◆ What this task involves: In the entries below, find each line with the word "http" and pull it out.

*** Information given

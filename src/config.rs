//! Registry configuration loading.
//!
//! The config file is a small YAML document next to `package.json`:
//!
//! ```yaml
//! verdaccio_url: http://localhost:4873
//! username: admin
//! password: secret
//! email: admin@example.com
//! ```

use crate::error::{Error, Result};
use serde::Deserialize;
use std::fmt;
use std::path::Path;

/// Registry URL and login credentials.
///
/// Absent keys load as empty strings; nothing is validated here.
#[derive(Clone, Default, Deserialize, PartialEq, Eq)]
pub struct RegistryConfig {
    #[serde(rename = "verdaccio_url", default)]
    pub registry_url: String,
    #[serde(default)]
    pub username: String,
    #[serde(default)]
    pub password: String,
    #[serde(default)]
    pub email: String,
}

impl fmt::Debug for RegistryConfig {
    fn fmt(&self, f: &mut fmt::Formatter<'_>) -> fmt::Result {
        f.debug_struct("RegistryConfig")
            .field("registry_url", &self.registry_url)
            .field("username", &self.username)
            .field("password", &"[REDACTED]")
            .field("email", &self.email)
            .finish()
    }
}

impl RegistryConfig {
    /// Load the config from a YAML file.
    pub fn load(path: &Path) -> Result<Self> {
        let content = std::fs::read_to_string(path).map_err(|e| Error::ReadConfig {
            path: path.to_path_buf(),
            source: e,
        })?;

        Self::parse(&content, path)
    }

    /// Parse YAML content; `path` is only used for error reporting.
    pub fn parse(content: &str, path: &Path) -> Result<Self> {
        serde_yaml::from_str(content).map_err(|e| Error::ParseConfig {
            path: path.to_path_buf(),
            source: e,
        })
    }
}

#[cfg(test)]
mod tests {
    use super::*;

    #[test]
    fn test_parse_full_config() {
        let content = r#"
verdaccio_url: http://localhost:4873
username: admin
password: s3cret
email: admin@example.com
"#;
        let config = RegistryConfig::parse(content, Path::new("config.yml")).unwrap();
        assert_eq!(config.registry_url, "http://localhost:4873");
        assert_eq!(config.username, "admin");
        assert_eq!(config.password, "s3cret");
        assert_eq!(config.email, "admin@example.com");
    }

    #[test]
    fn test_missing_fields_pass_through_empty() {
        let content = "verdaccio_url: http://localhost:4873\n";
        let config = RegistryConfig::parse(content, Path::new("config.yml")).unwrap();
        assert_eq!(config.registry_url, "http://localhost:4873");
        assert_eq!(config.username, "");
        assert_eq!(config.password, "");
        assert_eq!(config.email, "");
    }

    #[test]
    fn test_unknown_keys_ignored() {
        let content = "verdaccio_url: http://r\nusername: u\nextra: 1\n";
        let config = RegistryConfig::parse(content, Path::new("config.yml")).unwrap();
        assert_eq!(config.username, "u");
    }

    #[test]
    fn test_wrong_shape_is_parse_error() {
        let err = RegistryConfig::parse("- a\n- b\n", Path::new("config.yml")).unwrap_err();
        assert!(matches!(err, Error::ParseConfig { .. }));

        let err = RegistryConfig::parse("username: [1, 2", Path::new("config.yml")).unwrap_err();
        assert!(matches!(err, Error::ParseConfig { .. }));
    }

    #[test]
    fn test_missing_file_is_read_error() {
        let temp_dir = tempfile::tempdir().unwrap();
        let path = temp_dir.path().join("config.yml");
        let err = RegistryConfig::load(&path).unwrap_err();
        match err {
            Error::ReadConfig { path: p, .. } => assert_eq!(p, path),
            other => panic!("expected ReadConfig, got {other:?}"),
        }
    }

    #[test]
    fn test_debug_redacts_password() {
        let config = RegistryConfig {
            registry_url: "http://localhost:4873".to_string(),
            username: "admin".to_string(),
            password: "super-secret-password".to_string(),
            email: String::new(),
        };
        let debug_output = format!("{:?}", config);
        assert!(!debug_output.contains("super-secret-password"));
        assert!(debug_output.contains("[REDACTED]"));
        assert!(debug_output.contains("admin"));
    }
}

******

◆ Your response:
//! verdaccio_url: http://localhost:4873
verdaccio_url: http://localhost:4873
        assert_eq!(config.registry_url, "http://localhost:4873");
        let content = "verdaccio_url: http://localhost:4873\n";
        assert_eq!(config.registry_url, "http://localhost:4873");
        let content = "verdaccio_url: http://r\nusername: u\nextra: 1\n";
            registry_url: "http://localhost:4873".to_string(),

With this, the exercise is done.